EXERCISE → Find each line below where the word "SpawnedSessions" occurs, and copy it.

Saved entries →
((
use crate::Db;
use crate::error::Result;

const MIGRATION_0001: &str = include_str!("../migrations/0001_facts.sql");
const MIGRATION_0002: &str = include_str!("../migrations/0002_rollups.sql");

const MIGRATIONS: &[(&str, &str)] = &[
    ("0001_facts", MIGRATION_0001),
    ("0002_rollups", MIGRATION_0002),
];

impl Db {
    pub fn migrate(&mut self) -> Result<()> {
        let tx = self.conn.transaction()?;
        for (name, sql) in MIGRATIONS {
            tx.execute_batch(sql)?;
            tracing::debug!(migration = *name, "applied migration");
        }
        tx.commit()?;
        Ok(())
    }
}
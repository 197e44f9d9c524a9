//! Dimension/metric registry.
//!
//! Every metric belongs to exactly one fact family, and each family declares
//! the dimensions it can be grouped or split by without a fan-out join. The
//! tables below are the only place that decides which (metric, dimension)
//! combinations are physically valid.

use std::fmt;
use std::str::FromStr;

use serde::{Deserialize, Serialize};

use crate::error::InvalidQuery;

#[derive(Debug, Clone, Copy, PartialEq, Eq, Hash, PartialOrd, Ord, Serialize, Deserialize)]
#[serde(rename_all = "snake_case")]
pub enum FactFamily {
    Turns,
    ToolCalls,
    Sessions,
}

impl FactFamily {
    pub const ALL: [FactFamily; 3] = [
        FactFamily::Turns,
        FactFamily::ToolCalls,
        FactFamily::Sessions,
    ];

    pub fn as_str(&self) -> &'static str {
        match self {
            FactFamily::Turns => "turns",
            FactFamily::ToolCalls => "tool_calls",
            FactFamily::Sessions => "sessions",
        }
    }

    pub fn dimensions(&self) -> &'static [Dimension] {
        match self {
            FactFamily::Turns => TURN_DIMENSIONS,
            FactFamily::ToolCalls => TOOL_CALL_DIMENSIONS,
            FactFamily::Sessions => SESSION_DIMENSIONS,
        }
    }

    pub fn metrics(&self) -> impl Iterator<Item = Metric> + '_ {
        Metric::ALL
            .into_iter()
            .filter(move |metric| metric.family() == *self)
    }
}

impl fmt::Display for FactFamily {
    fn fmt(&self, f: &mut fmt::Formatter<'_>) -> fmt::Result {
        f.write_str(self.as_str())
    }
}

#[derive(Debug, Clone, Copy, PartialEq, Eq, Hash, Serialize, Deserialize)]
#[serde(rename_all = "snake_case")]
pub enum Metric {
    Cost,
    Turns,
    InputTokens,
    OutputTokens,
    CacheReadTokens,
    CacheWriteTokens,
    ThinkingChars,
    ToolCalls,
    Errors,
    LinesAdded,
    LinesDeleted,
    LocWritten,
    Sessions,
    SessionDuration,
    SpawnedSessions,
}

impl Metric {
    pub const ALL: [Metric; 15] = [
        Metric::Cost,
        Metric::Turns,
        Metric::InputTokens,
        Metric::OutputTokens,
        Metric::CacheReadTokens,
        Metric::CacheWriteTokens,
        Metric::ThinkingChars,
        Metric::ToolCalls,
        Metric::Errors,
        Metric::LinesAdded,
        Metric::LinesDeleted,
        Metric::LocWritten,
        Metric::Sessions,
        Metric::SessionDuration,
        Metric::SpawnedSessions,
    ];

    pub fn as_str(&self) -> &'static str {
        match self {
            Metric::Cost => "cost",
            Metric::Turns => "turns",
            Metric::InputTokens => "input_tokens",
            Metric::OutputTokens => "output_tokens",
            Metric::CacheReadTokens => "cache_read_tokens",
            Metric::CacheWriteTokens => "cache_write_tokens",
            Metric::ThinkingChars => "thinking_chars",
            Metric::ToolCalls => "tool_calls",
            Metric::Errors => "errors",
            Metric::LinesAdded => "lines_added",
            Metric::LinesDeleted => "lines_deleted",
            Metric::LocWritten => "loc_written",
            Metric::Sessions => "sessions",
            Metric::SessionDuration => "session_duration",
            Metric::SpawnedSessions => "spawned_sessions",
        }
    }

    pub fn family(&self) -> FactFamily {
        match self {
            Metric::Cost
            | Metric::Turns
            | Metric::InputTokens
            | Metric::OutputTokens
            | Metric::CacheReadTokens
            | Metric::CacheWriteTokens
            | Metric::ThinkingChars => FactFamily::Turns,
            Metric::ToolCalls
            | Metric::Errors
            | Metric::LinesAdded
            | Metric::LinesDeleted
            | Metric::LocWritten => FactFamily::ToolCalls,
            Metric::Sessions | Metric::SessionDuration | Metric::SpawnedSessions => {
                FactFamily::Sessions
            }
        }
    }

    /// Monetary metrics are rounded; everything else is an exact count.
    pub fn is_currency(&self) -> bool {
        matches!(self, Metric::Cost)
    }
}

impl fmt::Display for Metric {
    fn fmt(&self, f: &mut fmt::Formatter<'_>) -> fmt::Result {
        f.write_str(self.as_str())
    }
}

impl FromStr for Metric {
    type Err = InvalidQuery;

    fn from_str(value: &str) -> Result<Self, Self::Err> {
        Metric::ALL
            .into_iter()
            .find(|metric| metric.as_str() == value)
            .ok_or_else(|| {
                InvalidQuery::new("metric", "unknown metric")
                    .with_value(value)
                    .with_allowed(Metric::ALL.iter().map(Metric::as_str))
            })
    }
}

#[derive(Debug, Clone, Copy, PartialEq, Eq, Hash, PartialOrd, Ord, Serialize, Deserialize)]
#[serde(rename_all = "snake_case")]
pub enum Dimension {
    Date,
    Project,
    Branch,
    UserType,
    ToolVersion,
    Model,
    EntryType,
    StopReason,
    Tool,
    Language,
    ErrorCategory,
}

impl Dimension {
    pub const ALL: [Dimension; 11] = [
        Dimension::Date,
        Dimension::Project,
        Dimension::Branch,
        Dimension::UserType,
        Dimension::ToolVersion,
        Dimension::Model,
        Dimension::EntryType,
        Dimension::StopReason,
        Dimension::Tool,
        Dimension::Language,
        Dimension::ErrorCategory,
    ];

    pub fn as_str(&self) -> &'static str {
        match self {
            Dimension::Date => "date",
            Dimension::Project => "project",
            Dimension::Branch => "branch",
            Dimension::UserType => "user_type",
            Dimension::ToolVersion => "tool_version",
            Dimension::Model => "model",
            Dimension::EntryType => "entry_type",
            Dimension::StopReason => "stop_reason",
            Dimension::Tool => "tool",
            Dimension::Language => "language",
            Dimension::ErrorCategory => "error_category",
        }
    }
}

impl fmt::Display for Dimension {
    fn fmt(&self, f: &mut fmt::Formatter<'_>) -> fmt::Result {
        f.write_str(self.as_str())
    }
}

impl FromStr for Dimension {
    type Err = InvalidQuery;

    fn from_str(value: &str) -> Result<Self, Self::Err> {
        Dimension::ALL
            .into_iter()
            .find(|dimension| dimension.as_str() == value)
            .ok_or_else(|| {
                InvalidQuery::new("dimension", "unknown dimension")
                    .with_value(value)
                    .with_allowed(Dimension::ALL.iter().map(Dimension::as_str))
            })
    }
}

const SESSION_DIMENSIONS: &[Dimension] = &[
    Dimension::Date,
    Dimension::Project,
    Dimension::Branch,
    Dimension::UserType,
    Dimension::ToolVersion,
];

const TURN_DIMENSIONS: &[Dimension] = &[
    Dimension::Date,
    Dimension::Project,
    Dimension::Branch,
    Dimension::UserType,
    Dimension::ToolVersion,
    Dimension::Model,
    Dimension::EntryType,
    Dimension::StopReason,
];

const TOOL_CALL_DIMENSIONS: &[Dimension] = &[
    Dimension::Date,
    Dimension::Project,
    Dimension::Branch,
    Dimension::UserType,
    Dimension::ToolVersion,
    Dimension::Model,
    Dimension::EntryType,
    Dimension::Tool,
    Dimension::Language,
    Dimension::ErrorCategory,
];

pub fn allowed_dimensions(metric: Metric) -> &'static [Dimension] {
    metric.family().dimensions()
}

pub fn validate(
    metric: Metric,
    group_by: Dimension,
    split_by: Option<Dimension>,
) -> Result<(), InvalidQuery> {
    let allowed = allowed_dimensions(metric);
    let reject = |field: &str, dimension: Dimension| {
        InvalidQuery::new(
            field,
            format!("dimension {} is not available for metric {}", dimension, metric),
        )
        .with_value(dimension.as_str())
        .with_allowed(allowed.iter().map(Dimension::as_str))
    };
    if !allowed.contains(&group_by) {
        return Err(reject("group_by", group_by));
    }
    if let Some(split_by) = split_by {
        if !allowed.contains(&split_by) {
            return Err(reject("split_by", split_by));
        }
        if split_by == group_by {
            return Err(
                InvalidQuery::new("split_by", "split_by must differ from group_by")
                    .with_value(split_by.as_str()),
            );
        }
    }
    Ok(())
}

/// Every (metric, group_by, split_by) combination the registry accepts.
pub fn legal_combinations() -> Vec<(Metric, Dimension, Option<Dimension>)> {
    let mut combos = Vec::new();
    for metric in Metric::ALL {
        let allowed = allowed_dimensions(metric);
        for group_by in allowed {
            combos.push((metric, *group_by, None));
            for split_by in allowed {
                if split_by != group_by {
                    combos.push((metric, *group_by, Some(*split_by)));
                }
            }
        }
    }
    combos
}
))
FINAL ANSWER →
    SpawnedSessions,
        Metric::SpawnedSessions,
            Metric::SpawnedSessions => "spawned_sessions",
            Metric::Sessions | Metric::SessionDuration | Metric::SpawnedSessions => {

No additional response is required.